A novel MIT-developed system makes it possible to design robot shapes and determine its optimal ability to traverse a particular terrain.
The simulation-based system is called RoboGrammar and is a fully automated approach to robot design that can simultaneously optimize the physical structures and controllers of robots.
The goal of the system is to take a set of user-specified primitive components and generate an optimal robot structure and controller for traversing a given terrain, according to an MIT research paper, “RoboGrammar: Graph Grammar for Terrain-Optimized Robot Design.”
The process starts with the user defining the problem and inputting specified primitive components (such as joint types, links and wheels), each with prescribed attributes (such as rotational angles and axes, sizes and weights). The user also specifies the variety of terrain to be traversed, which can include combinations of elements like steps, flat areas, or slippery surfaces. This step is key to making sure the robot can be built in the real world.
In the RoboGrammar simulation framework, noted the paper, each robot is represented by a graph. To this end, the researchers employed a set of production rules and valid graphs (graph grammar), which allows complex 3D modelling. Scalability and applicability to physical systems are among the advantages of using this method. The researchers credit ideas from earlier examples, such as graph grammars for epicyclic gear train systems and for modeling self-assembly of robotic systems, as inspiration for their method.
The grammar rules are complemented by physical and controller synthesis, which allowed the researchers to optimize and test robot designs. An algorithm called model predictive control (MPC) was used to rapidly find a stable, periodic gait and which prioritized rapid forward movement.
Allan Zhao, the paper’s lead author and a PhD student in the MIT Computer Science and Artificial Intelligence Laboratory (CSAIL), said the shape and the controller of the robot are intertwined. “We have to optimize a controller for every given robot individually,” he said.
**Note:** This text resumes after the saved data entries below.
fn row_to_record(row: &libsql::Row) -> Result<LedgerRecord> {
    let created_at: String = row.get(4).map_err(classify)?;
    Ok(LedgerRecord {
        content_hash: row.get::<String>(0).map_err(classify)?,
        source_path: row.get::<String>(1).map_err(classify)?,
        outputs: StageOutputs {
            transformed_path: row.get::<Option<String>>(2).map_err(classify)?,
            scored_path: row.get::<Option<String>>(3).map_err(classify)?,
        },
        created_at: parse_timestamp(&created_at)?,
    })
}

fn row_to_metrics(row: &libsql::Row) -> Result<MetricsRecord> {
    let timestamp: String = row.get(1).map_err(classify)?;
    let shares: String = row.get(2).map_err(classify)?;
    Ok(MetricsRecord {
        output_ref: row.get::<String>(0).map_err(classify)?,
        timestamp: parse_timestamp(&timestamp)?,
        distribution_shares: serde_json::from_str(&shares)
            .map_err(|e| LedgerflowError::Storage(format!("invalid distribution shares: {e}")))?,
        drift_score: row.get::<f64>(3).map_err(classify)?,
        missing_value_share: row.get::<f64>(4).map_err(classify)?,
        dominant_value_share: row.get::<f64>(5).map_err(classify)?,
    })
}

#[cfg(test)]
mod tests {
    use super::*;
    use std::collections::BTreeMap;
    use std::sync::Arc;

    use ledgerflow_shared::ErrorKind;

    /// Create a temp file ledger for testing.
    async fn test_store() -> LedgerStore {
        let tmp = std::env::temp_dir().join(format!("lf_test_{}.db", Uuid::now_v7()));
        LedgerStore::open_local(&tmp).await.expect("open test db")
    }

    fn metrics(output_ref: &str) -> MetricsRecord {
        MetricsRecord {
            output_ref: output_ref.into(),
            timestamp: Utc::now(),
            distribution_shares: BTreeMap::from([(0, 0.25), (1, 0.75)]),
            drift_score: 0.1,
            missing_value_share: 0.0,
            dominant_value_share: 0.75,
        }
    }

    #[tokio::test]
    async fn open_and_migrate() {
        let store = test_store().await;
        assert_eq!(store.schema_version().await.unwrap(), 2);
    }

    #[tokio::test]
    async fn reopen_is_idempotent() {
        let tmp = std::env::temp_dir().join(format!("lf_test_{}.db", Uuid::now_v7()));
        let first = LedgerStore::open_local(&tmp).await.unwrap();
        first.register("h1", "d/a").await.unwrap();
        drop(first);

        let second = LedgerStore::open_local(&tmp).await.unwrap();
        assert_eq!(second.schema_version().await.unwrap(), 2);
        assert!(second.get("h1").await.unwrap().is_some());
    }

    #[tokio::test]
    async fn registration_is_idempotent() {
        let store = test_store().await;

        let first = store.register_if_absent("h1", "2024-08-07/part-r-00000").await.unwrap();
        assert!(first.created);

        let second = store.register_if_absent("h1", "2024-08-07/part-r-00000").await.unwrap();
        assert!(!second.created);
        assert_eq!(second.record.content_hash, "h1");
        assert_eq!(second.record.created_at, first.record.created_at);

        let raw = store.register("h1", "elsewhere").await.unwrap_err();
        assert_eq!(raw.kind(), ErrorKind::DuplicateKey);
        assert_eq!(store.status().await.unwrap().records, 1);
    }

    #[tokio::test]
    async fn concurrent_registration_creates_one_row() {
        let store = Arc::new(test_store().await);
        let mut handles = Vec::new();
        for _ in 0..4 {
            let store = Arc::clone(&store);
            handles.push(tokio::spawn(async move {
                store.register_if_absent("h-shared", "d/x").await
            }));
        }

        let mut created = 0;
        for handle in handles {
            if handle.await.unwrap().expect("register").created {
                created += 1;
            }
        }
        assert_eq!(created, 1);
        assert_eq!(store.status().await.unwrap().records, 1);
    }

    #[tokio::test]
    async fn commit_protocol() {
        let store = test_store().await;
        store.register("h1", "d/a").await.unwrap();
        store.register("h2", "d/b").await.unwrap();

        let out = store
            .commit_stage_output("h1", Stage::Transform, "d/processed_a")
            .await
            .unwrap();
        assert_eq!(out, CommitOutcome::Committed);

        let again = store
            .commit_stage_output("h1", Stage::Transform, "d/processed_a")
            .await
            .unwrap();
        assert_eq!(again, CommitOutcome::AlreadyCommitted);

        let stale = store
            .commit_stage_output("h1", Stage::Transform, "d/processed_other")
            .await
            .unwrap_err();
        assert!(matches!(stale, LedgerflowError::StaleWrite { .. }));

        let skipped = store
            .commit_stage_output("h2", Stage::Score, "d/b/predictions.parquet")
            .await
            .unwrap_err();
        assert!(matches!(
            skipped,
            LedgerflowError::OutOfOrder {
                prerequisite: Stage::Transform,
                ..
            }
        ));

        let missing = store
            .commit_stage_output("nope", Stage::Transform, "x")
            .await
            .unwrap_err();
        assert_eq!(missing.kind(), ErrorKind::NotFound);

        assert!(
            store
                .commit_stage_output("h1", Stage::Monitor, "x")
                .await
                .is_err()
        );

        let record = store.get("h1").await.unwrap().unwrap();
        assert_eq!(record.outputs.transformed_path.as_deref(), Some("d/processed_a"));
        assert!(record.outputs.is_monotonic());
    }

    #[tokio::test]
    async fn pending_sets_follow_commits() {
        let store = test_store().await;
        store.register("h1", "d/a").await.unwrap();
        store.register("h2", "d/b").await.unwrap();

        assert_eq!(store.find_pending_for(Stage::Transform).await.unwrap().len(), 2);
        assert!(store.find_pending_for(Stage::Score).await.unwrap().is_empty());
        assert!(store.find_pending_for(Stage::Ingest).await.unwrap().is_empty());

        store
            .commit_stage_output("h1", Stage::Transform, "d/processed_a")
            .await
            .unwrap();
        let transform: Vec<String> = store
            .find_pending_for(Stage::Transform)
            .await
            .unwrap()
            .into_iter()
            .map(|r| r.content_hash)
            .collect();
        assert_eq!(transform, vec!["h2"]);
        let score = store.find_pending_for(Stage::Score).await.unwrap();
        assert_eq!(score.len(), 1);
        assert_eq!(score[0].content_hash, "h1");

        store
            .commit_stage_output("h1", Stage::Score, "d/a/predictions.parquet")
            .await
            .unwrap();
        assert!(store.find_pending_for(Stage::Score).await.unwrap().is_empty());
        assert_eq!(store.find_pending_for(Stage::Monitor).await.unwrap().len(), 1);
        assert_eq!(store.find_ready_for(Stage::Score).await.unwrap().len(), 1);
        assert_eq!(store.find_ready_for(Stage::Transform).await.unwrap().len(), 2);
    }

    #[tokio::test]
    async fn metrics_are_unique_per_output() {
        let store = test_store().await;
        store.register("h1", "d/a").await.unwrap();
        store
            .commit_stage_output("h1", Stage::Transform, "d/processed_a")
            .await
            .unwrap();
        store
            .commit_stage_output("h1", Stage::Score, "d/a/predictions.parquet")
            .await
            .unwrap();

        assert!(store.append_metrics(&metrics("d/a/predictions.parquet")).await.unwrap());
        assert!(!store.append_metrics(&metrics("d/a/predictions.parquet")).await.unwrap());
        assert!(store.find_pending_for(Stage::Monitor).await.unwrap().is_empty());

        let rows = store.list_metrics().await.unwrap();
        assert_eq!(rows.len(), 1);
        assert_eq!(rows[0].distribution_shares.get(&1), Some(&0.75));
        assert!(store.metrics_for("d/a/predictions.parquet").await.unwrap().is_some());
        assert!(store.metrics_for("d/other").await.unwrap().is_none());
    }

    #[tokio::test]
    async fn status_and_mutation_count() {
        let store = test_store().await;
        store.register("h1", "d/a").await.unwrap();
        store.register("h2", "d/b").await.unwrap();
        store
            .commit_stage_output("h1", Stage::Transform, "d/processed_a")
            .await
            .unwrap();
        assert_eq!(store.mutation_count(), 3);

        store
            .commit_stage_output("h1", Stage::Transform, "d/processed_a")
            .await
            .unwrap();
        assert_eq!(store.mutation_count(), 3);

        let status = store.status().await.unwrap();
        assert_eq!(
            status,
            LedgerStatus {
                records: 2,
                transformed: 1,
                scored: 0,
                metrics: 0,
                pending_transform: 1,
                pending_score: 1,
                pending_monitor: 0,
            }
        );
    }

    #[tokio::test]
    async fn connect_with_falls_back_to_default_path() {
        let config = LedgerConfig {
            secret_name: format!("LF_TEST_ABSENT_{}", Uuid::now_v7().simple()),
            default_path: std::env::temp_dir()
                .join(format!("lf_test_{}.db", Uuid::now_v7()))
                .display()
                .to_string(),
        };
        let store = LedgerStore::connect_with(&StaticSecrets::new(), &config)
            .await
            .unwrap();
        assert_eq!(store.location(), config.default_path);
    }

    #[tokio::test]
    async fn connect_with_uses_published_credentials() {
        let path = std::env::temp_dir().join(format!("lf_test_{}.db", Uuid::now_v7()));
        let secrets = StaticSecrets::new().with(
            "LEDGER_CONN",
            serde_json::json!({ "url": format!("file:{}", path.display()) }).to_string(),
        );
        let store = LedgerStore::connect_with(&secrets, &LedgerConfig::default())
            .await
            .unwrap();
        assert_eq!(store.location(), path.display().to_string());
    }

    #[tokio::test]
    async fn mistyped_output_column_is_an_error() {
        let store = test_store().await;
        store.register("h1", "d/a").await.unwrap();
        store.register("h2", "d/b").await.unwrap();

        let conn = store.conn().await.unwrap();
        conn.execute(
            "UPDATE ledger SET transformed_path = X'00FF' WHERE content_hash = ?1",
            params!["h1"],
        )
        .await
        .unwrap();
        drop(conn);

        let err = store.get("h1").await.unwrap_err();
        assert_eq!(err.kind(), ErrorKind::Storage);

        // NULL still decodes as an unset output.
        let clean = store.get("h2").await.unwrap().unwrap();
        assert_eq!(clean.outputs.transformed_path, None);
        assert_eq!(clean.outputs.scored_path, None);
    }

    #[test]
    fn classifies_lock_errors_as_transient() {
        let err = classify(libsql::Error::ConnectionFailed("refused".into()));
        assert_eq!(err.kind(), ErrorKind::TransientStore);
        let err = classify(libsql::Error::Misuse("bad statement".into()));
        assert_eq!(err.kind(), ErrorKind::Storage);
    }
}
Zhao drew inspiration from arthropods—insects, spiders and lobsters. “They’re characterized by having a central body with a variable number of segments. Some segments may have legs attached,” said Zhao. “And we noticed that that’s enough to describe not only arthropods but more familiar forms as well,” including quadrupeds. Zhao adopted the arthropod-inspired rules for their flexibility, but added mechanical parameters, such as wheels as an alternative to legs.
Once each simulated robot is free to move about, the researchers can seek out high-performing robots with a “graph heuristic search.” This neural network algorithm iteratively samples and evaluates sets of robots, and it learns which designs tend to work better for a given task. “The heuristic function improves over time,” explained Zhao, “and the search converges to the optimal robot.”
Unlike many alternative approaches to generative robot design, the authors said this framework allows researchers to structure and limit the design space by applying a graph grammar, while also allowing creative solutions to emerge.
The research team plans to build and test some of RoboGrammar’s optimal robots in the real world.
Zhao believes the system could also be adapted almost immediately to pursue robotic goals beyond terrain traversing. One example would be to help populate virtual worlds. “Let’s say in a video game you wanted to generate lots of kinds of robots, without an artist having to create each one,” he explained.